───── RECORD EXCERPTS

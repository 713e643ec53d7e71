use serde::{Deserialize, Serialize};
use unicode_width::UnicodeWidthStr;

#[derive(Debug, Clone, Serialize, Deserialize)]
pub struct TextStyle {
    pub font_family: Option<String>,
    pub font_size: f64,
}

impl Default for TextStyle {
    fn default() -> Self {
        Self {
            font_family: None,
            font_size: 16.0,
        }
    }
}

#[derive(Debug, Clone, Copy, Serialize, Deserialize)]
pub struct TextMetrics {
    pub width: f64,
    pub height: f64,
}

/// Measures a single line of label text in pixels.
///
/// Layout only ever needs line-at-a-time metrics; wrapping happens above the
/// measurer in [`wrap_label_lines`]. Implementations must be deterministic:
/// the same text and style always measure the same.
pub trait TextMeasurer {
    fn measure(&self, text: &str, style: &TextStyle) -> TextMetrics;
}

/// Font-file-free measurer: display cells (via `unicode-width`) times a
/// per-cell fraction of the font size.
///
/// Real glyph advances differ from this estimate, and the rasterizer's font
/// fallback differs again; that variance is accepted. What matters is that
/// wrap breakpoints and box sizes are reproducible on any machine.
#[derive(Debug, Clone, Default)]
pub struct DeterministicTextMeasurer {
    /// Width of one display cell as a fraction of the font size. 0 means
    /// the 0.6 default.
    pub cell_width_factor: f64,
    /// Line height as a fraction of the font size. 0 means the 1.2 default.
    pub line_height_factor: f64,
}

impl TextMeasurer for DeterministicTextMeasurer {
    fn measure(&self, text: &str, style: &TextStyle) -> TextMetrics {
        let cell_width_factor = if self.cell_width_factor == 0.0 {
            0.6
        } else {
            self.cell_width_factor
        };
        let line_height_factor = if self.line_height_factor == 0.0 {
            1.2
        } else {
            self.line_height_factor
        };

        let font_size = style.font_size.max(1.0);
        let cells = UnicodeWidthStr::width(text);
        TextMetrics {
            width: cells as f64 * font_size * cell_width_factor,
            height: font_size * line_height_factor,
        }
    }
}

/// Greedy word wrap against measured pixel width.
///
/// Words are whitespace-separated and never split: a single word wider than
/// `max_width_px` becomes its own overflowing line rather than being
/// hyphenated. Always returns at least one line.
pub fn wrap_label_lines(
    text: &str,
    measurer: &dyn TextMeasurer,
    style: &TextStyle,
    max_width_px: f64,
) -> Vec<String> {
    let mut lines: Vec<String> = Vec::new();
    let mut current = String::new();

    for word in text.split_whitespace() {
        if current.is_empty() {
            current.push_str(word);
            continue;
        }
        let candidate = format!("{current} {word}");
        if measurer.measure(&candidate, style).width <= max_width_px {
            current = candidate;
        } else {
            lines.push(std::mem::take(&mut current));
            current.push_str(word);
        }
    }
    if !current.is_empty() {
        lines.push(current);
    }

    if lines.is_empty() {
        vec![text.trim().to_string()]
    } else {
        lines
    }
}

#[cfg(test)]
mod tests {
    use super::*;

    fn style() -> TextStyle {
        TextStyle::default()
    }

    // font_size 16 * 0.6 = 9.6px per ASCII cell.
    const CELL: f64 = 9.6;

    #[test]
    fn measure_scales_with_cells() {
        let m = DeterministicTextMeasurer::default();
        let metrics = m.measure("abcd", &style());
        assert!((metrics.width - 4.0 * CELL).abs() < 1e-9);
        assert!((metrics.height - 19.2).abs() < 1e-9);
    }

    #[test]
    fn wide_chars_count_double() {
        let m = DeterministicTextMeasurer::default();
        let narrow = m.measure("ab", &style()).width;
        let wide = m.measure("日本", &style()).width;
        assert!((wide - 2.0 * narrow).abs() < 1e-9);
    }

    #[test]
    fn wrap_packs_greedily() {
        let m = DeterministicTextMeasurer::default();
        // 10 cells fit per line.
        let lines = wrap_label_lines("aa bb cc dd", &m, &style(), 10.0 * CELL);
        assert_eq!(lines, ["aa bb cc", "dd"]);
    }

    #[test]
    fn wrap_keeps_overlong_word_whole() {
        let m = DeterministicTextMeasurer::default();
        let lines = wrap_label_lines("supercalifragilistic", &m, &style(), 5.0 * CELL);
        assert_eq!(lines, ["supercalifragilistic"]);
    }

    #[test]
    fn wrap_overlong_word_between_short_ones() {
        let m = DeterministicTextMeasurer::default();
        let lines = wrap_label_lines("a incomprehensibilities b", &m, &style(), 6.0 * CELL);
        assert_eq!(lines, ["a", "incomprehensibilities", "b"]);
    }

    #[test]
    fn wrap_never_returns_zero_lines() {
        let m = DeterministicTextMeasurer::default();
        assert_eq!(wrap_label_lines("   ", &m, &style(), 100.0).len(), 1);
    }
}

──────────
───── RECORD EXCERPTS

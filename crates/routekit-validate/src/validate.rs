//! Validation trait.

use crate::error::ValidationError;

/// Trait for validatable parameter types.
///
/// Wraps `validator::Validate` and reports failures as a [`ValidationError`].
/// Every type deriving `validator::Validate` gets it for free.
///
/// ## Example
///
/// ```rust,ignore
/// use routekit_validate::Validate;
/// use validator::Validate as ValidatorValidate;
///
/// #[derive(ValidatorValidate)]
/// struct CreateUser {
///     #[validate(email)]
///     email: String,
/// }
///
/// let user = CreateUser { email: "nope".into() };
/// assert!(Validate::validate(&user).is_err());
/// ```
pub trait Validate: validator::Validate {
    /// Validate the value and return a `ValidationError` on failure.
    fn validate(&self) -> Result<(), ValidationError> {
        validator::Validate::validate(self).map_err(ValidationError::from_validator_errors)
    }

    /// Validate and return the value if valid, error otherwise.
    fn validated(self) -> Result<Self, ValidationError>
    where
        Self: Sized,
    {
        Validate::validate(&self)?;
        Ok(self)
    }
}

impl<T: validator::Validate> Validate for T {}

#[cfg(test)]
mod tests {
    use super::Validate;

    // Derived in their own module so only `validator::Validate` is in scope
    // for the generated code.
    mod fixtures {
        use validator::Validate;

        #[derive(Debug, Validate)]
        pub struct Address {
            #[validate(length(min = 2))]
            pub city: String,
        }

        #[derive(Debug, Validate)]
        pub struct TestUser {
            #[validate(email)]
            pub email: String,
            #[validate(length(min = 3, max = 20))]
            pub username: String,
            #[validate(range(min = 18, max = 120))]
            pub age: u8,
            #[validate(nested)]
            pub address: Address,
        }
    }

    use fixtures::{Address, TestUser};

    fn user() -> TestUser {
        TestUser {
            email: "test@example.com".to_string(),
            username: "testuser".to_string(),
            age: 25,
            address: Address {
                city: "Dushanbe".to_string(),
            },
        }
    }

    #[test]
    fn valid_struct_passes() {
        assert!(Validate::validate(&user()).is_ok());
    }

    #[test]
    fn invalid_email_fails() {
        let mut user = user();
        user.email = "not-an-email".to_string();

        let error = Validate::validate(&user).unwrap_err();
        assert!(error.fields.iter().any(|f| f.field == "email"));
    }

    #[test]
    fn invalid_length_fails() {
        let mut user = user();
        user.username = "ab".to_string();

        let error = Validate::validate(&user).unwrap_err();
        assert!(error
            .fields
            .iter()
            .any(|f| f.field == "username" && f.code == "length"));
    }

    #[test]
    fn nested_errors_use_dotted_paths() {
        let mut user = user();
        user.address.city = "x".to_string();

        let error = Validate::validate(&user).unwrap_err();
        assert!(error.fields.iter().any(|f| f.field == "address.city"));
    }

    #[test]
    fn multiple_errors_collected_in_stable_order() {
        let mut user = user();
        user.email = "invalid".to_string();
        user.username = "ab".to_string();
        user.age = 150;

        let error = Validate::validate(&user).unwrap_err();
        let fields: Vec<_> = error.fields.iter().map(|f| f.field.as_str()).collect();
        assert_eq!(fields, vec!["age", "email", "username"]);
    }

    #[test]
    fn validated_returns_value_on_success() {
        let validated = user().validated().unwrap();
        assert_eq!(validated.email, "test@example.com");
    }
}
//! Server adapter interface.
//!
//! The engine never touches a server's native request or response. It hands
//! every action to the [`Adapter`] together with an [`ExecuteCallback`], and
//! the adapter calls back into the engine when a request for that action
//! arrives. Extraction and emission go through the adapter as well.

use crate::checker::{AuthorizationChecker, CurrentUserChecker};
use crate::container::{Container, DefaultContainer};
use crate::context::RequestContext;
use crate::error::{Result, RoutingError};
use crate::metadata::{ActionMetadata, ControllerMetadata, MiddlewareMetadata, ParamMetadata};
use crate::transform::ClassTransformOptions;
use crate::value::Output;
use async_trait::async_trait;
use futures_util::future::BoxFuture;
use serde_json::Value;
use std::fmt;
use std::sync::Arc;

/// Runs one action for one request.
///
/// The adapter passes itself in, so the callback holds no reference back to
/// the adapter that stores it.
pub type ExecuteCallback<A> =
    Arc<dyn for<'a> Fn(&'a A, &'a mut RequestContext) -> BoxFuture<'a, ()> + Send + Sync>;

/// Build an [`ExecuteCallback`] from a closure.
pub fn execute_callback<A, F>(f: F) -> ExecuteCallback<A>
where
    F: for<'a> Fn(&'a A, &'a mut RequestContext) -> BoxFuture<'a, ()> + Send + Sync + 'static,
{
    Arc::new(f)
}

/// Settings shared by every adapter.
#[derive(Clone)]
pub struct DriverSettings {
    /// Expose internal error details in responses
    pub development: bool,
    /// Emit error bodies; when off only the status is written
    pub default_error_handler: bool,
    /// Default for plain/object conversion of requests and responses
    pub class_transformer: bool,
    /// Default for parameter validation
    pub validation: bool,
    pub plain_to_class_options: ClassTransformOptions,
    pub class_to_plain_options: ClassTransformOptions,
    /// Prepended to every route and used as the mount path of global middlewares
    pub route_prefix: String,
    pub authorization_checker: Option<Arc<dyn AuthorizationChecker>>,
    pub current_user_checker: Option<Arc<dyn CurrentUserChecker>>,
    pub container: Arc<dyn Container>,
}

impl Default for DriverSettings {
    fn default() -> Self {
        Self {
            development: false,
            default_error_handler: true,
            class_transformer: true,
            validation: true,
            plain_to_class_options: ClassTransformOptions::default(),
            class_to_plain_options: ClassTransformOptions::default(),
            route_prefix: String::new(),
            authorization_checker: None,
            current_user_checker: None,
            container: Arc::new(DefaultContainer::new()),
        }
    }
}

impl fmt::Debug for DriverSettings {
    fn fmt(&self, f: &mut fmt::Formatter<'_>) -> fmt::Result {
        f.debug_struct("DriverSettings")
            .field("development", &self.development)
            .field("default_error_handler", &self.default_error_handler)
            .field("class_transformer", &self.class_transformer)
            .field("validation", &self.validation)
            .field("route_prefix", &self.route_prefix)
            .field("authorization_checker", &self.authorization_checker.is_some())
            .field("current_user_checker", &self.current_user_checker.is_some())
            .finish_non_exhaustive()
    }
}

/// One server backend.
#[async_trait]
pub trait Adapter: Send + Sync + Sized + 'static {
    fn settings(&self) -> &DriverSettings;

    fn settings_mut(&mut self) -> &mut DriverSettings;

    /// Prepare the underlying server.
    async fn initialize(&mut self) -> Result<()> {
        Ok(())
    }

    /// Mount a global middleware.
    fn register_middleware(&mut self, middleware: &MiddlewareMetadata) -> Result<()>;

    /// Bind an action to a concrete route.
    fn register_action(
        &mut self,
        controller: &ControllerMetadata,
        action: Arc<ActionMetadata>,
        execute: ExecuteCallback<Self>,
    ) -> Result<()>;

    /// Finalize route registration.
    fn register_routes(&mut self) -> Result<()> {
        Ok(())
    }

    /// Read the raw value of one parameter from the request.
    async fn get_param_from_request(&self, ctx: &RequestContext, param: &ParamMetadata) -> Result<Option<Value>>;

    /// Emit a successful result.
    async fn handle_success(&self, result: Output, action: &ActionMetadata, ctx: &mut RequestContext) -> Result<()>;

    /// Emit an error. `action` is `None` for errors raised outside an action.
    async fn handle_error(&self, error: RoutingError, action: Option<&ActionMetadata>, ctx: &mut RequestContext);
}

──────────
───── RECORD EXCERPTS

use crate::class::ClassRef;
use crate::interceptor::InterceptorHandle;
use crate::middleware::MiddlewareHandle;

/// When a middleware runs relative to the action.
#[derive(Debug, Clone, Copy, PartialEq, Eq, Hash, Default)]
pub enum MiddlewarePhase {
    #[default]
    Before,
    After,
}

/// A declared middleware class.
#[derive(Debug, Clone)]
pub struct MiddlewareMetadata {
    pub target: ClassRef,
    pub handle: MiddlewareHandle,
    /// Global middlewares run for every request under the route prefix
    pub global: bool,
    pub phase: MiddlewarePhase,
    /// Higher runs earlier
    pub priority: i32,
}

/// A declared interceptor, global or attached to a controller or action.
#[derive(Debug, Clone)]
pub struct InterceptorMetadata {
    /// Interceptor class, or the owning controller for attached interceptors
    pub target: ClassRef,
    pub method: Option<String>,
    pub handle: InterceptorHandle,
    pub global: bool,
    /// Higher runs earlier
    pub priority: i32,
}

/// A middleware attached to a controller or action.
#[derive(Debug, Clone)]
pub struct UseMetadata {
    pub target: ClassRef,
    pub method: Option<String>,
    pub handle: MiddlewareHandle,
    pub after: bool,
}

──────────

ABOUT THIS TASK — Start with the line above that contains "5.0 * CELL);" and stop after the line that contains "6.0 * CELL);". Output those lines exactly, and only those.

SOLUTION —
        let lines = wrap_label_lines("supercalifragilistic", &m, &style(), 5.0 * CELL);
        assert_eq!(lines, ["supercalifragilistic"]);
    }

    #[test]
    fn wrap_overlong_word_between_short_ones() {
        let m = DeterministicTextMeasurer::default();
        let lines = wrap_label_lines("a incomprehensibilities b", &m, &style(), 6.0 * CELL);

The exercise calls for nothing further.